If you're saying this one is obvious, there is maths and research involved, not just "hey lay it down like this.

The basic concept is easy, the implementation details are not.

[–] FuglyDuck@lemmy.world 11 points 1 week ago (6 children)

The basic concept is easy, the implementation details are not.

Coding a slicer to stagger layer lines is definitely tedious, and frustrating. But in that case, the patent doesn't patent brick-layering techniques. It patents a specific technique of achieving that.

But when they're supposed to judge "non-obviousness" it's a bit more than just "is it simple". the question is, would somebody else see it as obvious (if they had never looked at your work,). staggered layers are obvious. Anyone with any amount of experience in structural engineering would be like "Well, yeah".

Now this is where the non-obvious gets fun. If any one whose reasonably knowledgeable in the system would follow the same technique you used. there has to be something "special" about it. And since the patent itself is based on significant past work; the argument could be made that anyone following that past work would arrive at the same techniques should be okay. (Except they're patent trolls and patent law lobbyists for said trolls have fucked everything over.)

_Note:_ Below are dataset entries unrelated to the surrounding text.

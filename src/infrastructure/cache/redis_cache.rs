//! Redis-backed cache implementation.

use super::service::{CacheError, CacheResult, UrlCache};
use async_trait::async_trait;
use metrics::counter;
use redis::{AsyncCommands, Client, aio::ConnectionManager};
use std::time::Duration;
use tracing::{debug, info, warn};

/// Redis cache for fast slug lookups.
///
/// Uses `ConnectionManager` for connection reuse. Every operation is bounded
/// by `op_timeout` and fail-open: timeouts and errors are logged and reported
/// as misses/no-ops, never as request failures.
pub struct RedisCache {
    client: ConnectionManager,
    default_ttl: u64,
    op_timeout: Duration,
    key_prefix: String,
}

impl RedisCache {
    /// Connects to Redis and validates the connection with a PING.
    ///
    /// # Arguments
    ///
    /// - `redis_url` - Redis connection string (e.g., `"redis://localhost:6379"`)
    /// - `default_ttl_seconds` - TTL applied when [`UrlCache::set_url`] is
    ///   called with `ttl_seconds = None` (`CACHE_TTL_SECONDS`, default 24h)
    /// - `op_timeout` - bound on every cache call (`STORE_TIMEOUT_MS`)
    ///
    /// # Errors
    ///
    /// Returns [`CacheError::ConnectionError`] if the URL is invalid, the
    /// connection cannot be established, or the PING fails.
    pub async fn connect(
        redis_url: &str,
        default_ttl_seconds: u64,
        op_timeout: Duration,
    ) -> CacheResult<Self> {
        let client = Client::open(redis_url).map_err(|e| {
            CacheError::ConnectionError(format!("Failed to create Redis client: {}", e))
        })?;

        let manager = ConnectionManager::new(client).await.map_err(|e| {
            CacheError::ConnectionError(format!("Failed to connect to Redis: {}", e))
        })?;

        let mut test_conn = manager.clone();
        test_conn
            .ping::<()>()
            .await
            .map_err(|e| CacheError::ConnectionError(format!("Redis PING failed: {}", e)))?;

        info!("Connected to Redis cache");

        Ok(Self {
            client: manager,
            default_ttl: default_ttl_seconds,
            op_timeout,
            key_prefix: "url:".to_string(),
        })
    }

    fn build_key(&self, slug: &str) -> String {
        format!("{}{}", self.key_prefix, slug)
    }
}

#[async_trait]
impl UrlCache for RedisCache {
    async fn get_url(&self, slug: &str) -> CacheResult<Option<String>> {
        let key = self.build_key(slug);
        let mut conn = self.client.clone();

        let fetch = conn.get::<_, Option<String>>(&key);
        match tokio::time::timeout(self.op_timeout, fetch).await {
            Ok(Ok(Some(url))) => {
                debug!("Cache HIT: {}", slug);
                counter!("snaplink_cache_hits_total").increment(1);
                Ok(Some(url))
            }
            Ok(Ok(None)) => {
                debug!("Cache MISS: {}", slug);
                counter!("snaplink_cache_misses_total").increment(1);
                Ok(None)
            }
            Ok(Err(e)) => {
                warn!("Redis GET error for {}: {}", slug, e);
                Ok(None)
            }
            Err(_) => {
                warn!("Redis GET timed out for {}", slug);
                Ok(None)
            }
        }
    }

    async fn set_url(
        &self,
        slug: &str,
        long_url: &str,
        ttl_seconds: Option<u64>,
    ) -> CacheResult<()> {
        let key = self.build_key(slug);
        let mut conn = self.client.clone();
        let ttl = ttl_seconds.unwrap_or(self.default_ttl);

        let store = conn.set_ex::<_, _, ()>(&key, long_url, ttl);
        match tokio::time::timeout(self.op_timeout, store).await {
            Ok(Ok(())) => {
                debug!("Cache SET: {} (TTL: {}s)", slug, ttl);
            }
            Ok(Err(e)) => warn!("Redis SET error for {}: {}", slug, e),
            Err(_) => warn!("Redis SET timed out for {}", slug),
        }
        Ok(())
    }

    async fn evict(&self, slug: &str) -> CacheResult<()> {
        let key = self.build_key(slug);
        let mut conn = self.client.clone();

        let remove = conn.del::<_, i64>(&key);
        match tokio::time::timeout(self.op_timeout, remove).await {
            Ok(Ok(deleted)) => {
                if deleted > 0 {
                    debug!("Cache EVICT: {}", slug);
                }
            }
            Ok(Err(e)) => warn!("Redis DEL error for {}: {}", slug, e),
            Err(_) => warn!("Redis DEL timed out for {}", slug),
        }
        Ok(())
    }

    async fn health_check(&self) -> bool {
        let mut conn = self.client.clone();
        matches!(
            tokio::time::timeout(self.op_timeout, conn.ping::<()>()).await,
            Ok(Ok(()))
        )
    }
}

there's a second caveat here that's worth mentioning. you can lose your patents if you don't exploit them. as far as I know there's no slicer- paid or otherwise- using their patent.

[–] DrunkenPirate@feddit.org 3 points 1 week ago

„A specific technique on how to achieve it“, it usually a process patent. This can be circumvented and erases the protection. If the defined process is A>B>C>D and your process is A>E>C>D, then this does not touch the patent as it’s a different process.